A te non piacerebbe ricevere un premio, quando te lo meriti?

Immagino che tu mi dica, che ricevere un premio ti gratifica e ti migliora la giornata.

Bene, quindi ritieni che premiare i tuoi collaboratori sia una leva importante del tuo stile di direzione, o no?

E, se pensi che lo sia, sfrutti a fondo questa opportunità?

Ovvero, sei tu a gestire in prima persona la modalità premiale, o “deleghi” al CCNL, che con gli scatti di anzianità premia l’anzianità di servizio, magari anche a scapito del merito reale e scavando delle profonde differenze retributive nei confronti dei giovani?

A te serve ritrovare ogni mattina intorno a te personale preparato, motivato e responsabile; come abbiamo visto negli articoli precedenti, una parte di queste condizioni le consegui attraverso una selezione attenta e ben fatta, ma poi sei tu che plasmi (o meno), le persone con cui lavori.

Per poter realizzare prodotti e servizi di qualità, prima bisogna costruire persone di qualità, mettendoci energia, leadership ed un progetto chiaro e che risulti condivisibile.

Quindi il tuo ruolo è quello di trovare le persone più idonee ad operare nel tuo modello di business, svilupparne il carattere e le competenze e riuscire a tenerle con te, gratificandole nel modo opportuno.

E’ chiaro che il tuo progetto imprenditoriale non andrà proprio da nessuna parte, e tu con lui, se non potrai contare su un rapporto di fiducia e interesse reciproci con i membri della tua squadra; se ai loro occhi non sembrerai giusto ed autorevole, se la tua leadership non saprà toccare i tasti giusti delle loro emozioni.

Retribuire e premiare fa parte del complesso equilibrio che regola i rapporti fra le persone in un luogo di lavoro; entrano in ballo elementi economici, fattori sociali e sfumature psicologiche, che solo apparentemente possono essere affrontati con i rigidi automatismi generalisti dei contratti di lavoro e con una politica del personale approssimativa e fatta più per reazione che seguendo una progettualità ragionata.

Forse non ci pensi, ma ogni volta che definisci uno stipendio, un premio, un passaggio di livello, scrivi una pagina della tua politica del personale.

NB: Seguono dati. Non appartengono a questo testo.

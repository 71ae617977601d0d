/// Platform-agnostic input handling system
use std::borrow::Cow;
use std::collections::HashSet;

/// Platform-independent input events
#[derive(Debug, Clone, PartialEq)]
pub enum InputEvent {
    // Keyboard events
    KeyDown(String),
    KeyUp(String),

    // Pointer events
    PointerDown(MouseButton),
    PointerUp(MouseButton),
    PointerMove { x: f32, y: f32 },

    // Window events
    Resize { width: u32, height: u32 },
    FocusLost,
}

#[derive(Debug, Clone, Copy, PartialEq, Eq, Hash)]
pub enum MouseButton {
    Left,
    Middle,
    Right,
    Back,
    Forward,
    Other(u16),
}

impl MouseButton {
    pub fn from_web_button(button: i16) -> Self {
        match button {
            0 => MouseButton::Left,
            1 => MouseButton::Middle,
            2 => MouseButton::Right,
            3 => MouseButton::Back,
            4 => MouseButton::Forward,
            other => MouseButton::Other(other as u16),
        }
    }
}

/// How held keys are compared against queried key names.
#[derive(Debug, Clone, Copy, PartialEq, Eq, Default)]
pub enum KeyMatch {
    #[default]
    CaseSensitive,
    CaseInsensitive,
}

/// Set of currently held keys.
#[derive(Debug, Clone, Default)]
pub struct KeyboardState {
    held: HashSet<String>,
    matching: KeyMatch,
}

impl KeyboardState {
    pub fn new(matching: KeyMatch) -> Self {
        Self { held: HashSet::new(), matching }
    }

    /// Stored form of a key name; folded to lowercase when case is ignored.
    fn normalize<'a>(&self, key: &'a str) -> Cow<'a, str> {
        match self.matching {
            KeyMatch::CaseSensitive => Cow::Borrowed(key),
            KeyMatch::CaseInsensitive => Cow::Owned(key.to_lowercase()),
        }
    }

    /// Returns `true` if the key was not already held.
    pub fn on_key_down(&mut self, key: &str) -> bool {
        let key = self.normalize(key);
        if self.held.contains(key.as_ref()) {
            return false;
        }
        self.held.insert(key.into_owned())
    }

    /// A shifted release (`W` after pressing `w`) still releases the key
    /// when case is ignored.
    pub fn on_key_up(&mut self, key: &str) {
        let key = self.normalize(key);
        self.held.remove(key.as_ref());
    }

    pub fn is_held(&self, key: &str) -> bool {
        self.held.contains(self.normalize(key).as_ref())
    }

    pub fn clear(&mut self) {
        self.held.clear();
    }
}

/// Held mouse buttons plus the latest pointer position.
#[derive(Debug, Clone, Default)]
pub struct MouseState {
    held: HashSet<MouseButton>,
    position: Option<(f32, f32)>,
}

impl MouseState {
    pub fn on_button_down(&mut self, button: MouseButton) {
        self.held.insert(button);
    }

    pub fn on_button_up(&mut self, button: MouseButton) {
        self.held.remove(&button);
    }

    pub fn is_held(&self, button: MouseButton) -> bool {
        self.held.contains(&button)
    }

    /// Overwrites the previous position; only the latest one matters.
    pub fn on_move(&mut self, x: f32, y: f32) {
        self.position = Some((x, y));
    }

    /// `None` until the first move event.
    pub fn position(&self) -> Option<(f32, f32)> {
        self.position
    }

    pub fn clear_buttons(&mut self) {
        self.held.clear();
    }
}

/// Unified input state, mutated by raw events and read once per frame.
#[derive(Debug, Clone, Default)]
pub struct InputState {
    pub keyboard: KeyboardState,
    pub mouse: MouseState,
    /// Keys that went down since the last [`InputState::take_pressed`].
    pressed: Vec<String>,
    /// Latest viewport size reported since the last [`InputState::take_resize`].
    resize: Option<(u32, u32)>,
}

impl InputState {
    pub fn new(matching: KeyMatch) -> Self {
        Self {
            keyboard: KeyboardState::new(matching),
            ..Default::default()
        }
    }

    /// Process an input event and update state
    pub fn process_event(&mut self, event: &InputEvent) {
        match event {
            InputEvent::KeyDown(key) => {
                if self.keyboard.on_key_down(key) {
                    self.pressed.push(key.clone());
                }
            }
            InputEvent::KeyUp(key) => self.keyboard.on_key_up(key),
            InputEvent::PointerDown(button) => self.mouse.on_button_down(*button),
            InputEvent::PointerUp(button) => self.mouse.on_button_up(*button),
            InputEvent::PointerMove { x, y } => self.mouse.on_move(*x, *y),
            InputEvent::Resize { width, height } => self.resize = Some((*width, *height)),
            InputEvent::FocusLost => {
                self.keyboard.clear();
                self.mouse.clear_buttons();
            }
        }
    }

    pub fn is_key_pressed(&self, key: &str) -> bool {
        self.keyboard.is_held(key)
    }

    pub fn is_button_down(&self, button: MouseButton) -> bool {
        self.mouse.is_held(button)
    }

    pub fn pointer(&self) -> Option<(f32, f32)> {
        self.mouse.position()
    }

    /// Drain keys newly pressed since the last call, in press order.
    pub fn take_pressed(&mut self) -> Vec<String> {
        std::mem::take(&mut self.pressed)
    }

    pub fn take_resize(&mut self) -> Option<(u32, u32)> {
        self.resize.take()
    }
}

/// Discrete actions triggered by a single key press.
#[derive(Debug, Clone, Copy, PartialEq, Eq)]
pub enum Command {
    FollowPlayer,
    /// 1-based index into the spinning cubes.
    FollowCube(usize),
    /// Stop following and return the camera to its default pose.
    Unfollow,
    /// Switch held-key routing between the player and the camera.
    ToggleControl,
    ToggleDebug,
    LogState,
}

/// Key mapping configuration
#[derive(Debug, Clone, PartialEq)]
pub struct KeyBindings {
    pub forward: String,
    pub backward: String,
    pub left: String,
    pub right: String,
    pub follow_player: String,
    pub unfollow: String,
    pub toggle_control: String,
    pub toggle_debug: String,
    pub log_state: String,
}

impl Default for KeyBindings {
    fn default() -> Self {
        Self {
            forward: "w".to_string(),
            backward: "s".to_string(),
            left: "a".to_string(),
            right: "d".to_string(),
            follow_player: "m".to_string(),
            unfollow: "0".to_string(),
            toggle_control: "c".to_string(),
            toggle_debug: "`".to_string(),
            log_state: "l".to_string(),
        }
    }
}

/// High-level input processor
#[derive(Debug, Clone, Default)]
pub struct InputProcessor {
    bindings: KeyBindings,
}

impl InputProcessor {
    pub fn new(bindings: KeyBindings) -> Self {
        Self { bindings }
    }

    pub fn is_moving_forward(&self, input: &InputState) -> bool {
        input.is_key_pressed(&self.bindings.forward) || input.is_key_pressed("ArrowUp")
    }

    pub fn is_moving_backward(&self, input: &InputState) -> bool {
        input.is_key_pressed(&self.bindings.backward) || input.is_key_pressed("ArrowDown")
    }

    pub fn is_turning_left(&self, input: &InputState) -> bool {
        input.is_key_pressed(&self.bindings.left) || input.is_key_pressed("ArrowLeft")
    }

    pub fn is_turning_right(&self, input: &InputState) -> bool {
        input.is_key_pressed(&self.bindings.right) || input.is_key_pressed("ArrowRight")
    }

    pub fn command_for(&self, key: &str) -> Option<Command> {
        let b = &self.bindings;
        if key.eq_ignore_ascii_case(&b.follow_player) {
            Some(Command::FollowPlayer)
        } else if key == b.unfollow {
            Some(Command::Unfollow)
        } else if key.eq_ignore_ascii_case(&b.toggle_control) {
            Some(Command::ToggleControl)
        } else if key == b.toggle_debug {
            Some(Command::ToggleDebug)
        } else if key.eq_ignore_ascii_case(&b.log_state) {
            Some(Command::LogState)
        } else {
            match key {
                "1" => Some(Command::FollowCube(1)),
                "2" => Some(Command::FollowCube(2)),
                "3" => Some(Command::FollowCube(3)),
                _ => None,
            }
        }
    }
}

#[cfg(target_arch = "wasm32")]
pub mod wasm {
    use super::*;
    use web_sys::{KeyboardEvent, MouseEvent};

    pub fn keyboard_event_to_input(e: &KeyboardEvent, is_down: bool) -> InputEvent {
        let key = e.key();
        if is_down {
            InputEvent::KeyDown(key)
        } else {
            InputEvent::KeyUp(key)
        }
    }

    pub fn mouse_button_to_input(e: &MouseEvent, is_down: bool) -> InputEvent {
        let button = MouseButton::from_web_button(e.button());
        if is_down {
            InputEvent::PointerDown(button)
        } else {
            InputEvent::PointerUp(button)
        }
    }

    pub fn mouse_move_to_input(e: &MouseEvent) -> InputEvent {
        InputEvent::PointerMove {
            x: e.client_x() as f32,
            y: e.client_y() as f32,
        }
    }
}

#[cfg(not(target_arch = "wasm32"))]
pub mod native {
    use super::*;
    use winit::event::{ElementState, KeyEvent};
    use winit::keyboard::{Key, NamedKey};

    /// Name a logical key the way the browser's `KeyboardEvent.key` does.
    pub fn key_name(key: &Key) -> Option<String> {
        match key {
            Key::Character(s) => Some(s.to_string()),
            Key::Named(NamedKey::Space) => Some(" ".to_string()),
            Key::Named(named) => {
                let name = match named {
                    NamedKey::ArrowUp => "ArrowUp",
                    NamedKey::ArrowDown => "ArrowDown",
                    NamedKey::ArrowLeft => "ArrowLeft",
                    NamedKey::ArrowRight => "ArrowRight",
                    NamedKey::Escape => "Escape",
                    NamedKey::Shift => "Shift",
                    NamedKey::Control => "Control",
                    NamedKey::Alt => "Alt",
                    NamedKey::Enter => "Enter",
                    NamedKey::Tab => "Tab",
                    NamedKey::Backspace => "Backspace",
                    _ => return None,
                };
                Some(name.to_string())
            }
            _ => None,
        }
    }

    pub fn key_event_to_input(event: &KeyEvent) -> Option<InputEvent> {
        let key = key_name(&event.logical_key)?;
        Some(match event.state {
            ElementState::Pressed => InputEvent::KeyDown(key),
            ElementState::Released => InputEvent::KeyUp(key),
        })
    }

    pub fn mouse_button_to_input(
        button: winit::event::MouseButton,
        state: ElementState,
    ) -> InputEvent {
        use winit::event::MouseButton as W;
        let button = match button {
            W::Left => MouseButton::Left,
            W::Middle => MouseButton::Middle,
            W::Right => MouseButton::Right,
            W::Back => MouseButton::Back,
            W::Forward => MouseButton::Forward,
            W::Other(code) => MouseButton::Other(code),
        };
        match state {
            ElementState::Pressed => InputEvent::PointerDown(button),
            ElementState::Released => InputEvent::PointerUp(button),
        }
    }
}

Il rischio, è che tu agisca d’impulso o di rimando, che consideri situazioni singole e perdi di vista il gruppo, che agisca saltuariamente e senza continuità.

Questo “metodo” comporta almeno quattro rischi concreti:

  • disperdi (o addirittura annulli) il reale effetto premiale potenzialmente connesso alla concessione di un premio;
  • invii messaggi discordanti al gruppo;
  • rischi di scontentare chi merita, premiando chi più chiede, invece di chi lavora di più; in questo modo peggiora il clima di lavoro e aumentano assenze e turnover, mentre diminuisce la fedeltà all’azienda e alla Direzione;
  • incrementi progressivamente i costi fissi e introduci ulteriori vincoli nel tuo sistema, che imbrigliano la tua azione, invece di concorrere a stimolare e sostenere la produttività aziendale.

Non credi sia ora di smettere di “remare contro” il flusso dei tuoi sogni?